Out With the Old
In With the Bots
Hello Friends,
From the moment my first son was born, I anticipated, with much joy, the moment he and his peers would take over the world and run it. I believed they could only do better than us.
This replacement is not only a rite of passage for our children, but it’s also a necessary evolution for society. We grow stronger as a whole when we open the doors to new energy and new ideas (hoping, of course, egotistically perhaps, that at least some of our wisdom survives).
We are better for it. Fresh eyes and all that.
I trust this whole-heartedly.
Well, it seems we’re in the midst of another transition, an out with the old and in with the new situation, so to speak.
The company Cloudflare, a global networking company, has reported that there is now more non-human traffic on the Internet than human.
…bots have now passed human traffic online for the first time in the Internet’s history…

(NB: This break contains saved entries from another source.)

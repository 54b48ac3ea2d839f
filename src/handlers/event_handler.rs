use std::sync::Arc;

use poise::serenity_prelude::{self as serenity, FullEvent};
use tracing::{debug, error, info};

use crate::bot::data::Data;
use crate::bot::error::Error;
use crate::handlers::{direct_message, interaction};

pub async fn event_handler(
    ctx: &serenity::Context,
    event: &FullEvent,
    _framework: poise::FrameworkContext<'_, Arc<Data>, Error>,
    data: &Arc<Data>,
) -> Result<(), Error> {
    match event {
        FullEvent::Ready { data_about_bot, .. } => {
            info!("Bot ready as {}", data_about_bot.user.name);
        }

        FullEvent::Message { new_message } => {
            if direct_message::is_direct(new_message) {
                if let Err(e) = direct_message::handle_message(ctx, data, new_message).await {
                    error!("Direct message handler error: {:?}", e);
                }
            }
        }

        FullEvent::InteractionCreate { interaction } => {
            // Poise handles ApplicationCommand (slash commands) automatically
            if let serenity::Interaction::Component(_) = interaction {
                if let Err(e) = interaction::handle_interaction(ctx, data, interaction).await {
                    error!("Component interaction handler error: {:?}", e);
                }
            }
        }

        FullEvent::GuildDelete { incomplete, .. } => {
            // Stored config is kept; the guild may come back
            debug!("Guild {} removed", incomplete.id);
        }

        _ => {}
    }

    Ok(())
}
//! User-facing text. The bot speaks Japanese to its communities.

use crate::db::models::ChannelRole;
use crate::utils::formatting::truncate;

/// Discord rejects message content longer than this
pub const MAX_MESSAGE_CHARS: usize = 2000;

pub const CHANNEL_NOT_FOUND: &str = "指定したチャンネルが見つかりませんでした。";
pub const PERMISSION_DENIED: &str = "メッセージを送信する権限がありません。";
pub const GENERIC_FAILURE: &str = "エラーが発生しました。しばらくしてからもう一度お試しください。";

pub const BROADCAST_SENT: &str = "メッセージをお知らせチャンネルに送信するよっ！";
pub const CONTROL_SURFACE_HEADER: &str = "ボタンを押してみんなにお知らせしよう！";

pub const MISSING_USER_PERMISSION: &str = "このコマンドを実行する権限がありません。";

pub const CLEAR_INVALID_COUNT: &str = "削除する件数は1以上で指定してください。";

pub const RELAY_DONE: &str = "全サーバーへのお知らせ送信が完了しました！";
pub const RELAY_HEADER: &str = "📢 運営からのお知らせだよっ！";

/// Notice shown when a required channel role has not been set up yet
pub fn not_configured(role: ChannelRole) -> String {
    format!(
        "{}チャンネルが設定されていません。`/{}` を実行してください。",
        role.display_name(),
        role.setup_command()
    )
}

/// Per-outcome summary used by the `summary` relay confirmation policy
pub fn relay_summary(delivered: usize, failed: usize, skipped: usize) -> String {
    format!(
        "お知らせ送信結果: 成功 {} / 失敗 {} / 未設定 {}",
        delivered, failed, skipped
    )
}

/// Wrap an admin message before it is fanned out to every notify channel
pub fn wrap_relay_body(body: &str) -> String {
    let room = MAX_MESSAGE_CHARS - RELAY_HEADER.chars().count() - 1;
    format!("{}\n{}", RELAY_HEADER, truncate(body, room))
}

CEO and co-founder of Cloudflare, Matthew Prince
In other words, software-generated actions outnumber human activities. That’s AI agents, ad serving and tracking tasks, and automated responses.
When I hear this news, I immediately go to a dark place. I mean, I already feel that the Internet is full of fake garbage. But now, with this report, we can assume that there is a greater than 50% chance that the garbage is not even human-generated.
Over half of what you are looking at when you scroll the web is AI or just dumb bots: the users you’re bidding against on eBay, the other fans you’re battling against for concert tickets, the sources you’re considering as authorities on medical advice—all more than likely software.
The writer, Cory Doctorow, coined the term Enshittification to describe our current experience on the internet—an exhausting slog of reduced usefulness and frustration. He suggests that it basically came about when the marketers took the direction of companies’ web presence from technology folks. Internet companies became obsessively concerned with click-through rates, engagement, and social approval.
In the early days, and even through the mid-2000s, users could surf the web to learn and entertain themselves, not with inane 30-second videos, but with high-quality subject matter. During that time, content drove the rise in popularity of websites.
Homepages were destinations to return to. People spoke about them in the same way that they talked and laughed about the most recent Friends or Seinfeld episodes the day after at work.
“You call some place Paradise, kiss it goodbye.”
Eagles, The Last Resort.
Apparently, now, it’s the robots who are enjoying the web and laughing at us around a virtual watercooler.
My kids grew up in an online world, a lifetime of smartphones, ubiquitous connectivity, and continuous transformation. They coolly ride the waves of the shifting ground that I feel under my feet.
Perhaps they will come to see the non-human participants on the internet as peers and heirs, or at least as co-creators and not as adversaries, of their future.